#### [Source material]
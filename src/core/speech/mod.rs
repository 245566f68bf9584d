//! Batch speech recognition over the VITO REST API.
//!
//! A job is submitted as one streaming `multipart/form-data` POST (recognition
//! config first, then the audio) and its transcript is fetched later by id.
//!
//! # Architecture
//!
//! The module is organized into focused submodules:
//!
//! - [`config`]: Request types (`AudioSource`, `RecognitionConfig`, `RecognizeRequest`)
//! - [`messages`]: Response types for the submit and status endpoints
//! - `multipart`: The streaming `reqwest` form and the writer that feeds its audio part
//! - `client`: The `RestClient` submission pipeline and result polling
//!
//! # Job lifecycle
//!
//! ```text
//! recognize_async ──▶ id ──▶ receive_result ──▶ transcribing ─┐
//!                                  ▲                          │ wait interval
//!                                  └──────────────────────────┘
//!                            completed → Ok(response)
//!                            failed    → Err(Failed)
//!                            other     → Err(Protocol)
//! ```
//!
//! # Example
//!
//! ```rust,no_run
//! use std::time::Duration;
//! use tokio_util::sync::CancellationToken;
//! use vito_speech::{AudioSource, ClientConfig, RecognitionConfig, RecognizeRequest, RestClient};
//!
//! #[tokio::main]
//! async fn main() -> Result<(), Box<dyn std::error::Error>> {
//!     let client = RestClient::new(ClientConfig::from_env()?)?;
//!     let cancel = CancellationToken::new();
//!
//!     let request = RecognizeRequest::new(
//!         RecognitionConfig::default().with_diarization(2),
//!         AudioSource::from_bytes(std::fs::read("call.wav")?),
//!     );
//!
//!     // Submit now, collect later
//!     let id = client.recognize_async(&request, &cancel).await?;
//!     let response = client
//!         .receive_result_with_polling(&id, Duration::from_secs(2), &cancel)
//!         .await?;
//!
//!     for utterance in response.utterances() {
//!         println!("[{}] {}", utterance.spk, utterance.msg);
//!     }
//!     Ok(())
//! }
//! ```

mod client;
pub mod config;
mod error;
pub mod messages;
mod multipart;


pub use client::{DEFAULT_POLLING_INTERVAL, RestClient};
pub use config::{
    AudioSource, DEFAULT_AUDIO_FILE_NAME, DiarizationConfig, ParagraphSplitterConfig,
    RecognitionConfig, RecognizeRequest,
};
pub use error::{SpeechError, SpeechResult};
pub use messages::{
    ErrorResponse, RecognizeResponse, RecognizeResults, ResultId, ResultStatus, SubmitResponse,
    Utterance,
};
pub use multipart::{CONFIG_FIELD, FILE_FIELD};
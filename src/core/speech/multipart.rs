//! Streaming `multipart/form-data` request body.
//!
//! The form is a `reqwest::multipart::Form` with a `config` text part followed
//! by a `file` part. The file part's body is the receiving half of a bounded
//! channel fed by an [`AudioWriter`] running on its own task. When the channel
//! is full the writer waits, so at most `capacity` chunks of audio are held in
//! memory no matter how large the file is.

use bytes::Bytes;
use futures::StreamExt;
use futures::stream::BoxStream;
use reqwest::Body;
use reqwest::multipart::{Form, Part};
use std::io;
use std::path::{Path, PathBuf};
use tokio::sync::mpsc;
use tokio_util::io::ReaderStream;
use tracing::debug;

use super::config::{AudioInput, DEFAULT_AUDIO_FILE_NAME, RecognitionConfig};
use super::error::SpeechError;
use crate::transport::BodyChunk;

/// Form field carrying the recognition config.
pub const CONFIG_FIELD: &str = "config";

/// Form field carrying the audio.
pub const FILE_FIELD: &str = "file";

const AUDIO_CONTENT_TYPE: &str = "application/octet-stream";

/// Owned audio payload handed to the writer task.
#[derive(Debug, Clone)]
pub(crate) enum AudioPayload {
    File(PathBuf),
    Buffer(Bytes),
}

impl AudioPayload {
    /// Part file name: the base name for files, a fixed name for buffers.
    pub(crate) fn file_name(&self) -> String {
        match self {
            AudioPayload::File(path) => path
                .file_name()
                .map(|n| n.to_string_lossy().into_owned())
                .unwrap_or_else(|| DEFAULT_AUDIO_FILE_NAME.to_string()),
            AudioPayload::Buffer(_) => DEFAULT_AUDIO_FILE_NAME.to_string(),
        }
    }
}

impl From<AudioInput<'_>> for AudioPayload {
    fn from(input: AudioInput<'_>) -> Self {
        match input {
            AudioInput::File(path) => AudioPayload::File(path.to_path_buf()),
            AudioInput::Buffer(bytes) => AudioPayload::Buffer(bytes.clone()),
        }
    }
}

/// Encoded form, ready to hand to the transport.
pub(crate) struct UploadBody {
    /// `multipart/form-data; boundary=...`
    pub content_type: String,
    pub stream: BoxStream<'static, BodyChunk>,
}

/// How far the writer got before it stopped.
#[derive(Debug, Clone, Copy, PartialEq, Eq)]
pub(crate) enum BodyOutcome {
    /// Every audio chunk was handed to the transport.
    Complete,
    /// The transport dropped the body before the audio was finished.
    Abandoned,
}

/// Build the form for one submission.
///
/// Returns the body to send and the writer that must run concurrently to
/// feed the `file` part.
pub(crate) fn prepare_upload(
    config: &RecognitionConfig,
    file_name: String,
    capacity: usize,
    chunk_size: usize,
) -> Result<(UploadBody, AudioWriter), SpeechError> {
    let config_json = serde_json::to_string(config).map_err(SpeechError::Encode)?;

    let (tx, mut rx) = mpsc::channel::<BodyChunk>(capacity.max(1));
    let audio = futures::stream::poll_fn(move |cx| rx.poll_recv(cx));

    let file_part = Part::stream(Body::wrap_stream(audio))
        .file_name(file_name)
        .mime_str(AUDIO_CONTENT_TYPE)
        .map_err(|e| SpeechError::Io(io::Error::other(e)))?;

    let form = Form::new()
        .text(CONFIG_FIELD, config_json)
        .part(FILE_FIELD, file_part);

    let content_type = format!("multipart/form-data; boundary={}", form.boundary());
    let stream = form
        .into_stream()
        .map(|chunk| chunk.map_err(io::Error::other))
        .boxed();

    Ok((
        UploadBody {
            content_type,
            stream,
        },
        AudioWriter {
            tx,
            chunk_size: chunk_size.max(1),
            bytes_written: 0,
        },
    ))
}

/// Outcome of a send into the audio channel.
enum Sent {
    Ok,
    /// The body was dropped (the HTTP exchange ended or was cancelled).
    ReceiverGone,
}

/// Feeds audio chunks into the `file` part of the form.
pub(crate) struct AudioWriter {
    tx: mpsc::Sender<BodyChunk>,
    chunk_size: usize,
    bytes_written: u64,
}

impl AudioWriter {
    /// Stream the whole payload, then close the part.
    ///
    /// On failure the error is also pushed into the body so the HTTP client
    /// aborts the upload instead of sending a truncated form. A body dropped
    /// by the transport is not an error here; the caller decides based on the
    /// HTTP outcome.
    pub(crate) async fn write(mut self, audio: AudioPayload) -> Result<BodyOutcome, SpeechError> {
        let result = match audio {
            AudioPayload::File(path) => self.write_file(&path).await,
            AudioPayload::Buffer(content) => Ok(self.write_buffer(content).await),
        };

        match result {
            Ok(Sent::Ok) => {
                debug!("Audio part complete: {} bytes", self.bytes_written);
                Ok(BodyOutcome::Complete)
            }
            Ok(Sent::ReceiverGone) => Ok(BodyOutcome::Abandoned),
            Err(e) => {
                let _ = self.tx.send(Err(io::Error::other(e.to_string()))).await;
                Err(e)
            }
        }
    }

    async fn write_buffer(&mut self, content: Bytes) -> Sent {
        for offset in (0..content.len()).step_by(self.chunk_size) {
            let end = (offset + self.chunk_size).min(content.len());
            if let Sent::ReceiverGone = self.send(content.slice(offset..end)).await {
                return Sent::ReceiverGone;
            }
        }
        Sent::Ok
    }

    async fn write_file(&mut self, path: &Path) -> Result<Sent, SpeechError> {
        let file = tokio::fs::File::open(path).await?;
        debug!("Streaming audio file {}", path.display());

        let mut chunks = ReaderStream::with_capacity(file, self.chunk_size);
        while let Some(chunk) = chunks.next().await {
            if let Sent::ReceiverGone = self.send(chunk?).await {
                return Ok(Sent::ReceiverGone);
            }
        }
        Ok(Sent::Ok)
    }

    async fn send(&mut self, chunk: Bytes) -> Sent {
        let len = chunk.len() as u64;
        if self.tx.send(Ok(chunk)).await.is_err() {
            debug!(
                "Request body dropped after {} audio bytes; stopping writer",
                self.bytes_written
            );
            return Sent::ReceiverGone;
        }
        self.bytes_written += len;
        Sent::Ok
    }
}

#[cfg(test)]
mod tests {
    use super::*;
    use std::io::Write;

    async fn collect(mut stream: BoxStream<'static, BodyChunk>) -> Result<Vec<u8>, io::Error> {
        let mut body = Vec::new();
        while let Some(chunk) = stream.next().await {
            body.extend_from_slice(&chunk?);
        }
        Ok(body)
    }

    async fn encode(
        config: RecognitionConfig,
        audio: AudioPayload,
        capacity: usize,
        chunk_size: usize,
    ) -> (String, Result<BodyOutcome, SpeechError>, Result<Vec<u8>, io::Error>) {
        let (upload, writer) =
            prepare_upload(&config, audio.file_name(), capacity, chunk_size).unwrap();
        let producer = tokio::spawn(writer.write(audio));
        let body = collect(upload.stream).await;
        (upload.content_type, producer.await.unwrap(), body)
    }

    fn boundary_of(content_type: &str) -> &str {
        content_type
            .strip_prefix("multipart/form-data; boundary=")
            .unwrap()
    }

    #[tokio::test]
    async fn test_buffer_body_layout() {
        let config = RecognitionConfig::default().with_model("sommers");
        let (content_type, result, body) = encode(
            config,
            AudioPayload::Buffer(Bytes::from_static(b"RIFFdata")),
            2,
            3,
        )
        .await;

        assert_eq!(result.unwrap(), BodyOutcome::Complete);
        let boundary = boundary_of(&content_type);
        let body = String::from_utf8(body.unwrap()).unwrap();
        let expected = format!(
            "--{boundary}\r\n\
             Content-Disposition: form-data; name=\"config\"\r\n\r\n\
             {{\"model_name\":\"sommers\"}}\r\n\
             --{boundary}\r\n\
             Content-Disposition: form-data; name=\"file\"; \
             filename=\"vito-default-audiofile\"\r\n\
             Content-Type: application/octet-stream\r\n\r\n\
             RIFFdata\r\n\
             --{boundary}--\r\n"
        );
        assert_eq!(body, expected);
    }

    #[tokio::test]
    async fn test_empty_buffer_produces_well_formed_body() {
        let (content_type, result, body) = encode(
            RecognitionConfig::default(),
            AudioPayload::Buffer(Bytes::new()),
            1,
            16,
        )
        .await;

        assert_eq!(result.unwrap(), BodyOutcome::Complete);
        let boundary = boundary_of(&content_type);
        let body = String::from_utf8(body.unwrap()).unwrap();
        assert!(body.starts_with(&format!("--{boundary}\r\n")));
        assert!(body.contains("filename=\"vito-default-audiofile\""));
        assert!(body.ends_with(&format!(
            "application/octet-stream\r\n\r\n\r\n--{boundary}--\r\n"
        )));
    }

    #[tokio::test]
    async fn test_file_body_streams_contents_and_uses_base_name() {
        let dir = tempfile::tempdir().unwrap();
        let path = dir.path().join("meeting.wav");
        let audio: Vec<u8> = (0..10_000u32).map(|i| (i % 251) as u8).collect();
        std::fs::File::create(&path)
            .unwrap()
            .write_all(&audio)
            .unwrap();

        let (_, result, body) = encode(
            RecognitionConfig::default(),
            AudioPayload::File(path),
            2,
            1024,
        )
        .await;

        assert_eq!(result.unwrap(), BodyOutcome::Complete);
        let body = body.unwrap();
        let text = String::from_utf8_lossy(&body);
        let config_at = text.find("name=\"config\"").unwrap();
        let file_at = text.find("filename=\"meeting.wav\"").unwrap();
        assert!(config_at < file_at);

        let header_end = body[file_at..]
            .windows(4)
            .position(|w| w == b"\r\n\r\n")
            .unwrap()
            + file_at
            + 4;
        assert_eq!(&body[header_end..header_end + audio.len()], audio.as_slice());
    }

    #[tokio::test]
    async fn test_missing_file_is_io_error_and_aborts_body() {
        let (_, result, body) = encode(
            RecognitionConfig::default(),
            AudioPayload::File(PathBuf::from("/definitely/not/here.wav")),
            4,
            16,
        )
        .await;

        match result {
            Err(SpeechError::Io(e)) => assert_eq!(e.kind(), io::ErrorKind::NotFound),
            other => panic!("Expected Io error, got {other:?}"),
        }
        assert!(body.is_err());
    }

    #[tokio::test]
    async fn test_dropped_body_stops_writer_quietly() {
        let (upload, writer) =
            prepare_upload(&RecognitionConfig::default(), "a.wav".to_string(), 1, 4).unwrap();
        drop(upload);

        let result = writer
            .write(AudioPayload::Buffer(Bytes::from(vec![0u8; 64])))
            .await;
        assert_eq!(result.unwrap(), BodyOutcome::Abandoned);
    }

    #[test]
    fn test_file_name_for_payloads() {
        assert_eq!(
            AudioPayload::File(PathBuf::from("/audio/call-01.m4a")).file_name(),
            "call-01.m4a"
        );
        assert_eq!(
            AudioPayload::Buffer(Bytes::new()).file_name(),
            DEFAULT_AUDIO_FILE_NAME
        );
        assert_eq!(
            AudioPayload::File(PathBuf::from("/")).file_name(),
            DEFAULT_AUDIO_FILE_NAME
        );
    }
}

#### [Action item]
Everything above from the line containing "#[derive(Debug, Clone)]" down to the line containing "impl From<AudioInput<'_>> for" should be copied exactly, both end lines included, and nothing else.

#### [Result for this task]
#[derive(Debug, Clone)]
pub(crate) enum AudioPayload {
    File(PathBuf),
    Buffer(Bytes),
}

impl AudioPayload {
    /// Part file name: the base name for files, a fixed name for buffers.
    pub(crate) fn file_name(&self) -> String {
        match self {
            AudioPayload::File(path) => path
                .file_name()
                .map(|n| n.to_string_lossy().into_owned())
                .unwrap_or_else(|| DEFAULT_AUDIO_FILE_NAME.to_string()),
            AudioPayload::Buffer(_) => DEFAULT_AUDIO_FILE_NAME.to_string(),
        }
    }
}

impl From<AudioInput<'_>> for AudioPayload {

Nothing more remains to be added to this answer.